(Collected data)
──────

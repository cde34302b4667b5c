//! Values owned by the consumer thread.
//!
//! Objects and functions are reference counted with [`Rc`], so a [`Value`] can never leave the
//! thread that built it. Producers hand over owned Rust data instead and let an
//! [`ArgumentBuilder`](crate::ArgumentBuilder) turn it into values on the consumer thread.

use std::cell::RefCell;
use std::collections::BTreeMap;
use std::rc::Rc;

/// A dynamically typed value living on the consumer thread.
#[derive(Debug, Clone, Default)]
pub enum Value {
    #[default]
    Undefined,
    Null,
    Bool(bool),
    Number(f64),
    String(String),
    Buffer(Vec<u8>),
    Array(Vec<Value>),
    Object(Object),
    Function(Function),
}

impl Value {
    /// Creates an object value from key/value pairs.
    pub fn object<K: Into<String>>(entries: impl IntoIterator<Item = (K, Value)>) -> Self {
        Value::Object(Object::from_iter(entries))
    }

    /// Creates an array value.
    pub fn array(items: impl IntoIterator<Item = Value>) -> Self {
        Value::Array(items.into_iter().collect())
    }

    /// Creates a buffer value holding a copy of `bytes`.
    pub fn buffer(bytes: impl Into<Vec<u8>>) -> Self {
        Value::Buffer(bytes.into())
    }

    /// Creates a function value.
    pub fn function(func: impl Fn(&Value, Vec<Value>) + 'static) -> Self {
        Value::Function(Function::new(func))
    }

    pub fn is_undefined(&self) -> bool {
        matches!(self, Value::Undefined)
    }

    pub fn is_null(&self) -> bool {
        matches!(self, Value::Null)
    }

    /// Whether the value can act as a receiver in the way an object does.
    ///
    /// Arrays and buffers count as objects.
    pub fn is_object(&self) -> bool {
        matches!(self, Value::Object(_) | Value::Array(_) | Value::Buffer(_))
    }

    pub fn is_function(&self) -> bool {
        matches!(self, Value::Function(_))
    }

    pub fn as_bool(&self) -> Option<bool> {
        match self {
            Value::Bool(b) => Some(*b),
            _ => None,
        }
    }

    pub fn as_f64(&self) -> Option<f64> {
        match self {
            Value::Number(n) => Some(*n),
            _ => None,
        }
    }

    pub fn as_str(&self) -> Option<&str> {
        match self {
            Value::String(s) => Some(s),
            _ => None,
        }
    }

    pub fn as_bytes(&self) -> Option<&[u8]> {
        match self {
            Value::Buffer(b) => Some(b),
            _ => None,
        }
    }

    pub fn as_array(&self) -> Option<&[Value]> {
        match self {
            Value::Array(items) => Some(items),
            _ => None,
        }
    }

    pub fn as_object(&self) -> Option<&Object> {
        match self {
            Value::Object(object) => Some(object),
            _ => None,
        }
    }

    pub fn as_function(&self) -> Option<&Function> {
        match self {
            Value::Function(func) => Some(func),
            _ => None,
        }
    }
}

/// Objects and functions compare by identity, everything else by content.
impl PartialEq for Value {
    fn eq(&self, other: &Self) -> bool {
        match (self, other) {
            (Value::Undefined, Value::Undefined) | (Value::Null, Value::Null) => true,
            (Value::Bool(a), Value::Bool(b)) => a == b,
            (Value::Number(a), Value::Number(b)) => a == b,
            (Value::String(a), Value::String(b)) => a == b,
            (Value::Buffer(a), Value::Buffer(b)) => a == b,
            (Value::Array(a), Value::Array(b)) => a == b,
            (Value::Object(a), Value::Object(b)) => a == b,
            (Value::Function(a), Value::Function(b)) => a == b,
            _ => false,
        }
    }
}

impl From<bool> for Value {
    fn from(value: bool) -> Self {
        Value::Bool(value)
    }
}

macro_rules! impl_from_number {
    ($($ty:ty),*) => {
        $(
            impl From<$ty> for Value {
                fn from(value: $ty) -> Self {
                    Value::Number(f64::from(value))
                }
            }
        )*
    };
}

impl_from_number!(i8, i16, i32, u8, u16, u32, f32, f64);

impl From<&str> for Value {
    fn from(value: &str) -> Self {
        Value::String(value.to_owned())
    }
}

impl From<String> for Value {
    fn from(value: String) -> Self {
        Value::String(value)
    }
}

impl<T: Into<Value>> From<Option<T>> for Value {
    fn from(value: Option<T>) -> Self {
        value.map_or(Value::Undefined, Into::into)
    }
}

impl From<Object> for Value {
    fn from(value: Object) -> Self {
        Value::Object(value)
    }
}

impl From<Function> for Value {
    fn from(value: Function) -> Self {
        Value::Function(value)
    }
}

/// A shared, mutable property map.
#[derive(Clone, Default)]
pub struct Object(Rc<RefCell<BTreeMap<String, Value>>>);

impl Object {
    pub fn new() -> Self {
        Self::default()
    }

    /// Returns a clone of the property `key`, or [`Value::Undefined`] if it is not set.
    pub fn get(&self, key: &str) -> Value {
        self.0.borrow().get(key).cloned().unwrap_or_default()
    }

    pub fn set(&self, key: impl Into<String>, value: impl Into<Value>) {
        self.0.borrow_mut().insert(key.into(), value.into());
    }

    pub fn contains_key(&self, key: &str) -> bool {
        self.0.borrow().contains_key(key)
    }

    pub fn keys(&self) -> Vec<String> {
        self.0.borrow().keys().cloned().collect()
    }

    pub fn len(&self) -> usize {
        self.0.borrow().len()
    }

    pub fn is_empty(&self) -> bool {
        self.0.borrow().is_empty()
    }
}

impl<K: Into<String>> FromIterator<(K, Value)> for Object {
    fn from_iter<I: IntoIterator<Item = (K, Value)>>(iter: I) -> Self {
        let map = iter.into_iter().map(|(k, v)| (k.into(), v)).collect();
        Object(Rc::new(RefCell::new(map)))
    }
}

impl PartialEq for Object {
    fn eq(&self, other: &Self) -> bool {
        Rc::ptr_eq(&self.0, &other.0)
    }
}

impl std::fmt::Debug for Object {
    fn fmt(&self, f: &mut std::fmt::Formatter<'_>) -> std::fmt::Result {
        match self.0.try_borrow() {
            Ok(map) => f.debug_map().entries(map.iter()).finish(),
            Err(_) => f.write_str("Object { .. }"),
        }
    }
}

/// A shared invocable value.
///
/// The first argument to the closure is the receiver (`this`) the call is made against.
#[derive(Clone)]
pub struct Function(Rc<dyn Fn(&Value, Vec<Value>)>);

impl Function {
    pub fn new(func: impl Fn(&Value, Vec<Value>) + 'static) -> Self {
        Function(Rc::new(func))
    }

    /// Calls the function with `receiver` bound as its receiver.
    pub fn call(&self, receiver: &Value, args: Vec<Value>) {
        (self.0)(receiver, args)
    }
}

impl PartialEq for Function {
    fn eq(&self, other: &Self) -> bool {
        Rc::ptr_eq(&self.0, &other.0)
    }
}

impl std::fmt::Debug for Function {
    fn fmt(&self, f: &mut std::fmt::Formatter<'_>) -> std::fmt::Result {
        f.write_str("Function { .. }")
    }
}

#[cfg(test)]
mod tests {
    use std::cell::Cell;

    use super::*;

    #[test]
    fn object_like_and_function_like() {
        assert!(Value::object::<&str>([]).is_object());
        assert!(Value::array([]).is_object());
        assert!(Value::buffer([1u8, 2]).is_object());
        assert!(Value::function(|_, _| {}).is_function());

        for value in [
            Value::Undefined,
            Value::Null,
            Value::from(true),
            Value::from(3),
            Value::from("s"),
        ] {
            assert!(!value.is_object(), "{value:?}");
            assert!(!value.is_function(), "{value:?}");
        }
    }

    #[test]
    fn objects_compare_by_identity() {
        let a = Object::from_iter([("x", Value::from(1))]);
        let b = Object::from_iter([("x", Value::from(1))]);
        assert_eq!(a, a.clone());
        assert_ne!(a, b);

        a.set("y", "z");
        assert_eq!(a.clone().get("y"), Value::from("z"));
        assert_eq!(a.get("missing"), Value::Undefined);
        assert_eq!(a.keys(), ["x", "y"]);
    }

    #[test]
    fn function_receives_receiver_and_args() {
        let seen = Rc::new(Cell::new(0.0));
        let func = Function::new({
            let seen = seen.clone();
            move |this, args| {
                let base = this.as_object().unwrap().get("base").as_f64().unwrap();
                seen.set(base + args[0].as_f64().unwrap());
            }
        });

        let receiver = Value::object([("base", Value::from(40))]);
        func.call(&receiver, vec![Value::from(2)]);
        assert_eq!(seen.get(), 42.0);
    }

    #[test]
    fn option_maps_to_undefined() {
        assert_eq!(Value::from(None::<i16>), Value::Undefined);
        assert_eq!(Value::from(Some(-4i16)), Value::Number(-4.0));
    }
}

──────

_TASK REQUIREMENTS_: A single number is needed: the count of lines in the records that include "shared".

_RESPONSE_: 2